Chi Square Plot - Progress

Code
d <- df
table(d$prog_fin)

  0   1   2   3 
324 373 286  51 
Code
d$prog_fin[d$prog_fin == 0] <- "No Milestones"
d$prog_fin[d$prog_fin == 1] <- "First Milestone (Comprehensive Exam)"
d$prog_fin[d$prog_fin == 2] <- "Second Milestone (Dissertation Proposal)"
d$prog_fin[d$prog_fin == 3] <- "All Milestones (Dissertation Defense)"
d$prog_fin <- factor(d$prog_fin, levels = c("No Milestones",
                                            "First Milestone (Comprehensive Exam)",
                                            "Second Milestone (Dissertation Proposal)",
                                            "All Milestones (Dissertation Defense)"))

d$class[d$class == 1] <- "Dispersed"
d$class[d$class == 2] <- "Moderate"
d$class[d$class == 3] <- "Strong"
d$class[d$class == 4] <- "Primarily Scientist"
d$class[d$class == 5] <- "Primarily Engineer"
d$class[d$class == 6] <- "Maximum"
d$class <- factor(d$class, levels = c("Dispersed",
                                       "Moderate",
                                       "Strong",
                                       "Primarily Scientist",
                                       "Primarily Engineer",
                                       "Maximum"))

table(d$class)

          Dispersed            Moderate              Strong Primarily Scientist 
                231                 554                 198                  78 
 Primarily Engineer             Maximum 
                 39                  33 
Code
chiout <- chisq.test(table(d$prog_fin, d$class))

# standardized residuals
resid_mat <- chiout$stdres

df_resid <- as.data.frame(as.table(resid_mat))
names(df_resid) <- c("pred", "class", "std_resid")
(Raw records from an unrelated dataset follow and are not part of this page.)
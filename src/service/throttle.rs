use std::time::Duration;

/// Fixed pause inserted before every outbound lookup.
///
/// Cooperative only: the delay never adapts to upstream responses.
#[derive(Debug, Clone, Copy)]
pub struct Throttle {
    delay: Duration,
}

impl Throttle {
    pub fn new(delay: Duration) -> Self {
        Throttle { delay }
    }

    pub async fn wait(&self) {
        if !self.delay.is_zero() {
            tokio::time::sleep(self.delay).await;
        }
    }
}
use regex::Regex;
use std::fmt;
use std::sync::OnceLock;

const IPV4_PATTERN: &str =
    r"^((25[0-5]|2[0-4][0-9]|[01]?[0-9][0-9]?)\.){3}(25[0-5]|2[0-4][0-9]|[01]?[0-9][0-9]?)$";

// Eight full groups only; "::" compression is not accepted.
const IPV6_PATTERN: &str = r"^([0-9a-fA-F]{1,4}:){7}[0-9a-fA-F]{1,4}$";

#[derive(Debug, Clone, Copy, PartialEq, Eq)]
pub enum AddressKind {
    IPv4,
    IPv6,
    Invalid,
}

impl AddressKind {
    pub fn is_valid(self) -> bool {
        self != AddressKind::Invalid
    }
}

impl fmt::Display for AddressKind {
    fn fmt(&self, f: &mut fmt::Formatter<'_>) -> fmt::Result {
        match self {
            AddressKind::IPv4 => write!(f, "IPv4"),
            AddressKind::IPv6 => write!(f, "IPv6"),
            AddressKind::Invalid => write!(f, "invalid"),
        }
    }
}

fn ipv4_regex() -> &'static Regex {
    static RE: OnceLock<Regex> = OnceLock::new();
    RE.get_or_init(|| Regex::new(IPV4_PATTERN).expect("IPv4 pattern compiles"))
}

fn ipv6_regex() -> &'static Regex {
    static RE: OnceLock<Regex> = OnceLock::new();
    RE.get_or_init(|| Regex::new(IPV6_PATTERN).expect("IPv6 pattern compiles"))
}

/// Determine whether `candidate` is an IPv4 or IPv6 literal.
///
/// The whole string must match; there is no trimming here.
pub fn classify(candidate: &str) -> AddressKind {
    if ipv4_regex().is_match(candidate) {
        AddressKind::IPv4
    } else if ipv6_regex().is_match(candidate) {
        AddressKind::IPv6
    } else {
        AddressKind::Invalid
    }
}
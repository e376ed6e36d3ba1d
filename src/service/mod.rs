mod echo;
mod geo_service;
mod throttle;

pub use echo::ExternalIpResolver;
pub use geo_service::GeoService;
pub use throttle::Throttle;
plotout <- ggplot(df_resid, aes(x = class, y = std_resid, fill = class)) +
  geom_col(width = 0.7) +
  geom_hline(
    yintercept = c(-2, 2),
    linetype = "dashed",
    linewidth = 0.3
  ) +
  facet_wrap(
    ~ pred,
    ncol = 4,
    labeller = label_wrap_gen(width = 25)
  ) +
  labs(
    x = NULL,
    y = "Standardized Residuals",
    fill = "Class"
  ) +
  theme_bw() +
  scale_fill_viridis_d(option = "D", end = 0.9) +
  theme(
    axis.text.x  = element_blank(),
    axis.ticks.x = element_blank(),
    legend.position  = "bottom",
    legend.direction = "horizontal",
    strip.text = element_text(size = 8, lineheight = 1),
    legend.text  = element_text(size = 8),
    legend.title = element_text(size = 9),
    legend.key.width  = unit(0.7, "lines"),
    legend.key.height = unit(0.7, "lines"),
    axis.title.y = element_text(size = 9),
    axis.text.y  = element_text(size = 7),
  ) +
  guides(fill = guide_legend(nrow = 1, override.aes = list(size = 2)))

mile <- plotout +
  theme(
    axis.title.y = element_text(size = 11),
    axis.text.y  = element_text(size = 9),
    legend.title = element_text(size = 11, lineheight = 0.9),
    legend.text  = element_text(size = 10, lineheight = 0.9),
    strip.text   = element_text(size = 10, lineheight = 0.9),
    plot.background   = element_rect(fill = "transparent", color = NA),
    legend.background = element_rect(fill = "transparent", color = NA)
  )

mile

Code
# ggsave("pres/mile.png", plot = mile, bg = "transparent",
#        width = 8, height = 2.75, dpi = 300)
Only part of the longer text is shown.